Records shown:
========

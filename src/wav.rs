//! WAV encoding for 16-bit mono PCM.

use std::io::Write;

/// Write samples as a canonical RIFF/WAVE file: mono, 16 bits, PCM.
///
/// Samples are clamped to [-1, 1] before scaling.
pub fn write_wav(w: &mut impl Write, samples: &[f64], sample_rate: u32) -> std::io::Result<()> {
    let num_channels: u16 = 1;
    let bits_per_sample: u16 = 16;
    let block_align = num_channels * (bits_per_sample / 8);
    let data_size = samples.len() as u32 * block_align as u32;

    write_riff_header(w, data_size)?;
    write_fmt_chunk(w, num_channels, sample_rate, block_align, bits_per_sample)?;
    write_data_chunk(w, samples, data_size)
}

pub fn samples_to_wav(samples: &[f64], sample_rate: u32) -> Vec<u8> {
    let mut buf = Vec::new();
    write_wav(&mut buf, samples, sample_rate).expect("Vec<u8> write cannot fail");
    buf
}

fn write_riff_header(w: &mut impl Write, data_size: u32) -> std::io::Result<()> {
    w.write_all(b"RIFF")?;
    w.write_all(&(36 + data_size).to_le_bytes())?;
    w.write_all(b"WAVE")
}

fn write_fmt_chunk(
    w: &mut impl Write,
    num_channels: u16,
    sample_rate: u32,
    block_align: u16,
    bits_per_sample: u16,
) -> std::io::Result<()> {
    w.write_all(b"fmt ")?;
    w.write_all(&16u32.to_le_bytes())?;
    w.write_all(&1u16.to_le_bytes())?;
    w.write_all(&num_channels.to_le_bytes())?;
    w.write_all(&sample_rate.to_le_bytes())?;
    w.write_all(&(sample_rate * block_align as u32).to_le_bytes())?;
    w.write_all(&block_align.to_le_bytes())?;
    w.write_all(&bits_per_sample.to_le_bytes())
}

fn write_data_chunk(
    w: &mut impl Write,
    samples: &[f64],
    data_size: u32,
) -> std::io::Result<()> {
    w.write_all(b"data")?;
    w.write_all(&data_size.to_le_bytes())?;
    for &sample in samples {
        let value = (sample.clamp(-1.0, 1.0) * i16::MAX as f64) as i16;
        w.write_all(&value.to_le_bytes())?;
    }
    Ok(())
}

========

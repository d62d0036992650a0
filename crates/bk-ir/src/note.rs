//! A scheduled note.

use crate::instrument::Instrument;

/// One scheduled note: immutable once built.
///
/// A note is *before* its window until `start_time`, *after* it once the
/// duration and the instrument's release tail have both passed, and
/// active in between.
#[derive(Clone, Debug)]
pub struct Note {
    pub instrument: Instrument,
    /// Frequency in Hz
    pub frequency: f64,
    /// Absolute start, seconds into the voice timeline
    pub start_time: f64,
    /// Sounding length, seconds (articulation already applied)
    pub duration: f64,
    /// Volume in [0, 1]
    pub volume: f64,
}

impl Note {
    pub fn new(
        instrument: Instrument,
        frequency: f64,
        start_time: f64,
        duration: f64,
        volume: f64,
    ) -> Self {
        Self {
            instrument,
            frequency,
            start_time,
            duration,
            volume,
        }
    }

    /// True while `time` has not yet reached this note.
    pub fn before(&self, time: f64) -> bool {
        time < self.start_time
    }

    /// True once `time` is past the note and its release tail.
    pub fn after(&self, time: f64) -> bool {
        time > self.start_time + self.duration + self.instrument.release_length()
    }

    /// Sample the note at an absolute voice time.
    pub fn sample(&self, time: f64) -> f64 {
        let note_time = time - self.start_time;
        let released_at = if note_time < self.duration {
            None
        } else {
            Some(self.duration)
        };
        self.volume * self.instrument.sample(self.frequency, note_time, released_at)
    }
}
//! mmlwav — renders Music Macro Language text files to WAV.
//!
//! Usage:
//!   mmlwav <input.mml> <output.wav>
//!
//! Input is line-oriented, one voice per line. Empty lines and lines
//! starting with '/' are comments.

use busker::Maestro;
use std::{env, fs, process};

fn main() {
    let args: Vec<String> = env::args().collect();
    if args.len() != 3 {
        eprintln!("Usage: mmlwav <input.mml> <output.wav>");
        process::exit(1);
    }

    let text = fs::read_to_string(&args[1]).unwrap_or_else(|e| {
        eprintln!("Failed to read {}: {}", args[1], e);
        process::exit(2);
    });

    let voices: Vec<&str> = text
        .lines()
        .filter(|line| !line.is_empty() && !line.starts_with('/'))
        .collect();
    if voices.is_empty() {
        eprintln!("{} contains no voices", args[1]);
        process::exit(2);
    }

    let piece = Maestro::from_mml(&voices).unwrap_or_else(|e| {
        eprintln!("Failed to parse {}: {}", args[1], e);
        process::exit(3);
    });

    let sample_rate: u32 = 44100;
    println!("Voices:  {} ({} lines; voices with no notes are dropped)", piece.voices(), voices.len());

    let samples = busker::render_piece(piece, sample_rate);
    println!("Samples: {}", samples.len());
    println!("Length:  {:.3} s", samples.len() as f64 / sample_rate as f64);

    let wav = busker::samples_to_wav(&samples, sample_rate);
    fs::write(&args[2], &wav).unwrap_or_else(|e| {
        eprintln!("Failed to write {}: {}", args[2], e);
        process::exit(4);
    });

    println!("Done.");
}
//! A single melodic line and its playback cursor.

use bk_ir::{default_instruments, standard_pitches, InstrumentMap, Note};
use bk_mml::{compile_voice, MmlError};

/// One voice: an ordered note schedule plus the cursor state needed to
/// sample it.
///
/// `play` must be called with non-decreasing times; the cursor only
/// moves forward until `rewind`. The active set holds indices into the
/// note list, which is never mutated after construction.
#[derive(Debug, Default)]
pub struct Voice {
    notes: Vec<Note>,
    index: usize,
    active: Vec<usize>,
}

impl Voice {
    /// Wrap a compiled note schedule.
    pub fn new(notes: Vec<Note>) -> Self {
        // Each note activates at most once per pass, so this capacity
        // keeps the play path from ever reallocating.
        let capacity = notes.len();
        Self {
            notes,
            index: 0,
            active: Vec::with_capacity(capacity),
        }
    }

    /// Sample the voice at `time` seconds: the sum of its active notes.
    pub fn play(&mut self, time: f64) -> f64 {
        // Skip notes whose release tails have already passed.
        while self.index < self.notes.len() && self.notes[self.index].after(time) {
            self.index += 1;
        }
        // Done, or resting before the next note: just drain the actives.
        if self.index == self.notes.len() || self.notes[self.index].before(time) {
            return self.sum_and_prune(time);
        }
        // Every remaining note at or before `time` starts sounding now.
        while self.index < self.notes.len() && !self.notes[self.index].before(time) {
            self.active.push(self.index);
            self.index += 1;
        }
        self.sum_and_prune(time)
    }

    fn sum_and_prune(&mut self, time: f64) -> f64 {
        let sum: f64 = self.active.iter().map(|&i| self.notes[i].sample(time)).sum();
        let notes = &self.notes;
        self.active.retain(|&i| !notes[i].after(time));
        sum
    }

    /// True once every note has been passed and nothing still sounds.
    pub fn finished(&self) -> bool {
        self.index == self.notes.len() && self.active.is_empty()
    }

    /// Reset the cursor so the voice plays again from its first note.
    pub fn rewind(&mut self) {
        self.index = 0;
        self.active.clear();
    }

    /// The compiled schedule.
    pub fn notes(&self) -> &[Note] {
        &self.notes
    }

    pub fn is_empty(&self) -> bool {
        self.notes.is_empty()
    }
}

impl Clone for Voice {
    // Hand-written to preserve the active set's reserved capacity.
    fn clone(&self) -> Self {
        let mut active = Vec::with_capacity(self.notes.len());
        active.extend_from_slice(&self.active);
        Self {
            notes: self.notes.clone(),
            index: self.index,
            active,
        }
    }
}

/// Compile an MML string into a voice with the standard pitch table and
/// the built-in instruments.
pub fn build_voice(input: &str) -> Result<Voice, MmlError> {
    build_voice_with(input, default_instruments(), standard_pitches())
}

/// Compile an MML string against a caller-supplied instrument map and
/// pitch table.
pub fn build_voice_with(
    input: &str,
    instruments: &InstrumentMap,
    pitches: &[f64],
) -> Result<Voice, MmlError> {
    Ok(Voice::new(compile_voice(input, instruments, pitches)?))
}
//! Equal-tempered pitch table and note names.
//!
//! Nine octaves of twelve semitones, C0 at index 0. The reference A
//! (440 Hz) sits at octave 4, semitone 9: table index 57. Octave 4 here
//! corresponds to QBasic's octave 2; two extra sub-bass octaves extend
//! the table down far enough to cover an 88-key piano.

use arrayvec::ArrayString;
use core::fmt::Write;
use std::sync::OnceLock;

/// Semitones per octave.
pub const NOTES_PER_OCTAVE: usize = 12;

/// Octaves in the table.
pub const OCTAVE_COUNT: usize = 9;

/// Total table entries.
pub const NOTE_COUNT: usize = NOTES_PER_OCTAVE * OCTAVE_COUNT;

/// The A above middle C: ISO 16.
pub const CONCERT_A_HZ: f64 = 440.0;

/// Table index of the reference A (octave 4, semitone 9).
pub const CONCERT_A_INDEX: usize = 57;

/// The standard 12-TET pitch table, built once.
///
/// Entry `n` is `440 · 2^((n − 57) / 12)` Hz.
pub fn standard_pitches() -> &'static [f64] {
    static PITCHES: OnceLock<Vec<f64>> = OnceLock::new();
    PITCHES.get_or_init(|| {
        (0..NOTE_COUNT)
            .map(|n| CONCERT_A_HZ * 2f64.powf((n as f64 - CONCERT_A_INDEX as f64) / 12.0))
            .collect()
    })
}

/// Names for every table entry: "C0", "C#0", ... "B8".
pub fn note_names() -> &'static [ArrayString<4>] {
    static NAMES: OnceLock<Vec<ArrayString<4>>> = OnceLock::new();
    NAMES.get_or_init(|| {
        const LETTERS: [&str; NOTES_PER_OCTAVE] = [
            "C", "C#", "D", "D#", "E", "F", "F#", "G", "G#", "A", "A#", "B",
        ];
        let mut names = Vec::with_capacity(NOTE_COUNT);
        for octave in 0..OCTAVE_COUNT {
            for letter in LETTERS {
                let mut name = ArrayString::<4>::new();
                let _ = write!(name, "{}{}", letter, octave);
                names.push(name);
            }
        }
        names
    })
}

========

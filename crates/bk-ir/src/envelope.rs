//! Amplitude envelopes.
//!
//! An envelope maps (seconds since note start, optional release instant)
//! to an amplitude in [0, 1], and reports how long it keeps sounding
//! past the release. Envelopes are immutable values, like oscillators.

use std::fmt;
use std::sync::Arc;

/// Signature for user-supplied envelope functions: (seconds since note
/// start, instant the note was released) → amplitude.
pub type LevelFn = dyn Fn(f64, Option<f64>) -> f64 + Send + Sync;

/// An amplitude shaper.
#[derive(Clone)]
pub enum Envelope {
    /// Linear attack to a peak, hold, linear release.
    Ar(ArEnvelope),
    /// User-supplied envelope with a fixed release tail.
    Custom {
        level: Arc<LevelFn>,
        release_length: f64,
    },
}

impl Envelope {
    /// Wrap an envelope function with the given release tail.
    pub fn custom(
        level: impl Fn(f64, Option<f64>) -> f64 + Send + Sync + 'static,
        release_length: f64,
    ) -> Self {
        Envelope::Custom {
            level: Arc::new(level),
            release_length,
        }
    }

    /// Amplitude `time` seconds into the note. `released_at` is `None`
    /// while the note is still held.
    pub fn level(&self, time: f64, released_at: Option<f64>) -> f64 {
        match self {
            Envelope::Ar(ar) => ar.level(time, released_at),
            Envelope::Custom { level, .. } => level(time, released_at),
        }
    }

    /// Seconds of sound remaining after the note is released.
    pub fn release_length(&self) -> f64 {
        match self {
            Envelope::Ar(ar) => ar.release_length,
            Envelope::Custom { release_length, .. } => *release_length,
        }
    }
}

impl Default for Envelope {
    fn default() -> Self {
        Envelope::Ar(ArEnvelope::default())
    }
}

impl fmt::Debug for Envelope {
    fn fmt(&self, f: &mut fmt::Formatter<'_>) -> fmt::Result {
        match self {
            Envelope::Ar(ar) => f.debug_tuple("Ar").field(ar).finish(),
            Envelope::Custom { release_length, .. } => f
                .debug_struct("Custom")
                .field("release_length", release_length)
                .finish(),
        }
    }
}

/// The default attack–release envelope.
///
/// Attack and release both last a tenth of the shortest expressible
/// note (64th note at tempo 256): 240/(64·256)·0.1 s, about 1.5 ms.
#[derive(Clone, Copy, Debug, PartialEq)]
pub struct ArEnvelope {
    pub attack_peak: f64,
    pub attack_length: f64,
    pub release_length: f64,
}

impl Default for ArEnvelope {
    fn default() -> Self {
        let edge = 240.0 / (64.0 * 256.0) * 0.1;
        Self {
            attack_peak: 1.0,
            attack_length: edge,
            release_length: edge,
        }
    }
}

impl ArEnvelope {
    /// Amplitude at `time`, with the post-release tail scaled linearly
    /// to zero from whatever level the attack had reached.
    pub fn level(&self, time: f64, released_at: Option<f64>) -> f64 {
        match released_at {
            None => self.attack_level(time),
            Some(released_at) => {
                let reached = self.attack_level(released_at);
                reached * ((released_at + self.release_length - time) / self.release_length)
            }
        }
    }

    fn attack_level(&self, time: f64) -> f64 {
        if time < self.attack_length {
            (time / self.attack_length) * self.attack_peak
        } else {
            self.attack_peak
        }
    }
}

========

Your instructions: Search the records above for the string "Done" and copy each line that holds it.

Response to the task:
    println!("Done.");
        // Done, or resting before the next note: just drain the actives.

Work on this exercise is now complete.